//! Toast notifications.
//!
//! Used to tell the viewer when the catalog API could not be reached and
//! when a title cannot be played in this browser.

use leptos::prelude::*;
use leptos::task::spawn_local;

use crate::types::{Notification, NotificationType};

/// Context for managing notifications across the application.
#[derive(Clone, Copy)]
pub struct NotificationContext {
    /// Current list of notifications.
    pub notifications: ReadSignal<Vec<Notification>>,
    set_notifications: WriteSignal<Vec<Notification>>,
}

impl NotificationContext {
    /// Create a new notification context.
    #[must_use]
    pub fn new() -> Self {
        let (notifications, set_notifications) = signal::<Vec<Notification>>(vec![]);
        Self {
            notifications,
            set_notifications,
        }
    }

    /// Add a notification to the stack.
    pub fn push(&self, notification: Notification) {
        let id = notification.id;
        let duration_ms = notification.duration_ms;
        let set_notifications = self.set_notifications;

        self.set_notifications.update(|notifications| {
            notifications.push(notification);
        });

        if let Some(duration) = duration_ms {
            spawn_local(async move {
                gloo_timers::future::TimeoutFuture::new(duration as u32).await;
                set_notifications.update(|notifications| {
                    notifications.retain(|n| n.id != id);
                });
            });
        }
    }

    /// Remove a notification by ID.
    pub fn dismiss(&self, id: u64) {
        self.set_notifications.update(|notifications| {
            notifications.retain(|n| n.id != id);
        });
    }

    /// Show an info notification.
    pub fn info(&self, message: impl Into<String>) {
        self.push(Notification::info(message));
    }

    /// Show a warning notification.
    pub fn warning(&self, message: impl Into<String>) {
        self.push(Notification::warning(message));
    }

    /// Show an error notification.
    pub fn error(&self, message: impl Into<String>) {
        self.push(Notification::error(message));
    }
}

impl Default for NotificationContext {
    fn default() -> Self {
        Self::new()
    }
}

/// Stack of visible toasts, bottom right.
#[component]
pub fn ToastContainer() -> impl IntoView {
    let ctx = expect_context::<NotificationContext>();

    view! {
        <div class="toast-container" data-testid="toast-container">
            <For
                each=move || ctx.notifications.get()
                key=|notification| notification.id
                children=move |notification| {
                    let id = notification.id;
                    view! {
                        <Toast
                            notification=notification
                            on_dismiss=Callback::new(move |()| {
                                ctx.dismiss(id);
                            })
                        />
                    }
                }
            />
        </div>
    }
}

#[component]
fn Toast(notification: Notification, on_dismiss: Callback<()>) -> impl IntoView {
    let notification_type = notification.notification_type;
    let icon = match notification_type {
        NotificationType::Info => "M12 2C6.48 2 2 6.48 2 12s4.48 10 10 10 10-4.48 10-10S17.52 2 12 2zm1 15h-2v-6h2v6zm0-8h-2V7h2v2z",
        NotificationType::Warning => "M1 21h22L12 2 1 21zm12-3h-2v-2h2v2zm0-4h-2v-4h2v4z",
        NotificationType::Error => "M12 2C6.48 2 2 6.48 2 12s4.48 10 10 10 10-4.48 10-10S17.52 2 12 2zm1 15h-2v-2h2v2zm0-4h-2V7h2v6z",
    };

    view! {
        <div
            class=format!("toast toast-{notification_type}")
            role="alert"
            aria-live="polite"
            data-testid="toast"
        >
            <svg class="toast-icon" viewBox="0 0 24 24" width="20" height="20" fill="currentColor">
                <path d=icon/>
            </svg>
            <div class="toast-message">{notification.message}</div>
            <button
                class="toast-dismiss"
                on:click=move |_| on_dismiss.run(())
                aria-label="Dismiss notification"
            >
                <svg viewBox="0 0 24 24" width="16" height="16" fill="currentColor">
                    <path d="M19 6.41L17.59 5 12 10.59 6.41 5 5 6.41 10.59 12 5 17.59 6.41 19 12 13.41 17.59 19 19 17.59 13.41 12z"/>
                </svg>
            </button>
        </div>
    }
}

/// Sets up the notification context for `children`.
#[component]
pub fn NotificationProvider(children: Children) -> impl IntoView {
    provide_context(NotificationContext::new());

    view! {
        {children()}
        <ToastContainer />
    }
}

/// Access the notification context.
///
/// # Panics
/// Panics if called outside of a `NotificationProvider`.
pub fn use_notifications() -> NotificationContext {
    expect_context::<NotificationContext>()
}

■ What is required:
Transcribe the entire listing. Leave every word as it is.

■ Problem solution:
//! Toast notifications.
//!
//! Used to tell the viewer when the catalog API could not be reached and
//! when a title cannot be played in this browser.

use leptos::prelude::*;
use leptos::task::spawn_local;

use crate::types::{Notification, NotificationType};

/// Context for managing notifications across the application.
#[derive(Clone, Copy)]
pub struct NotificationContext {
    /// Current list of notifications.
    pub notifications: ReadSignal<Vec<Notification>>,
    set_notifications: WriteSignal<Vec<Notification>>,
}

impl NotificationContext {
    /// Create a new notification context.
    #[must_use]
    pub fn new() -> Self {
        let (notifications, set_notifications) = signal::<Vec<Notification>>(vec![]);
        Self {
            notifications,
            set_notifications,
        }
    }

    /// Add a notification to the stack.
    pub fn push(&self, notification: Notification) {
        let id = notification.id;
        let duration_ms = notification.duration_ms;
        let set_notifications = self.set_notifications;

        self.set_notifications.update(|notifications| {
            notifications.push(notification);
        });

        if let Some(duration) = duration_ms {
            spawn_local(async move {
                gloo_timers::future::TimeoutFuture::new(duration as u32).await;
                set_notifications.update(|notifications| {
                    notifications.retain(|n| n.id != id);
                });
            });
        }
    }

    /// Remove a notification by ID.
    pub fn dismiss(&self, id: u64) {
        self.set_notifications.update(|notifications| {
            notifications.retain(|n| n.id != id);
        });
    }

    /// Show an info notification.
    pub fn info(&self, message: impl Into<String>) {
        self.push(Notification::info(message));
    }

    /// Show a warning notification.
    pub fn warning(&self, message: impl Into<String>) {
        self.push(Notification::warning(message));
    }

    /// Show an error notification.
    pub fn error(&self, message: impl Into<String>) {
        self.push(Notification::error(message));
    }
}

impl Default for NotificationContext {
    fn default() -> Self {
        Self::new()
    }
}

/// Stack of visible toasts, bottom right.
#[component]
pub fn ToastContainer() -> impl IntoView {
    let ctx = expect_context::<NotificationContext>();

    view! {
        <div class="toast-container" data-testid="toast-container">
            <For
                each=move || ctx.notifications.get()
                key=|notification| notification.id
                children=move |notification| {
                    let id = notification.id;
                    view! {
                        <Toast
                            notification=notification
                            on_dismiss=Callback::new(move |()| {
                                ctx.dismiss(id);
                            })
                        />
                    }
                }
            />
        </div>
    }
}

#[component]
fn Toast(notification: Notification, on_dismiss: Callback<()>) -> impl IntoView {
    let notification_type = notification.notification_type;
    let icon = match notification_type {
        NotificationType::Info => "M12 2C6.48 2 2 6.48 2 12s4.48 10 10 10 10-4.48 10-10S17.52 2 12 2zm1 15h-2v-6h2v6zm0-8h-2V7h2v2z",
        NotificationType::Warning => "M1 21h22L12 2 1 21zm12-3h-2v-2h2v2zm0-4h-2v-4h2v4z",
        NotificationType::Error => "M12 2C6.48 2 2 6.48 2 12s4.48 10 10 10 10-4.48 10-10S17.52 2 12 2zm1 15h-2v-2h2v2zm0-4h-2V7h2v6z",
    };

    view! {
        <div
            class=format!("toast toast-{notification_type}")
            role="alert"
            aria-live="polite"
            data-testid="toast"
        >
            <svg class="toast-icon" viewBox="0 0 24 24" width="20" height="20" fill="currentColor">
                <path d=icon/>
            </svg>
            <div class="toast-message">{notification.message}</div>
            <button
                class="toast-dismiss"
                on:click=move |_| on_dismiss.run(())
                aria-label="Dismiss notification"
            >
                <svg viewBox="0 0 24 24" width="16" height="16" fill="currentColor">
                    <path d="M19 6.41L17.59 5 12 10.59 6.41 5 5 6.41 10.59 12 5 17.59 6.41 19 12 13.41 17.59 19 19 17.59 13.41 12z"/>
                </svg>
            </button>
        </div>
    }
}

/// Sets up the notification context for `children`.
#[component]
pub fn NotificationProvider(children: Children) -> impl IntoView {
    provide_context(NotificationContext::new());

    view! {
        {children()}
        <ToastContainer />
    }
}

/// Access the notification context.
///
/// # Panics
/// Panics if called outside of a `NotificationProvider`.
pub fn use_notifications() -> NotificationContext {
    expect_context::<NotificationContext>()
}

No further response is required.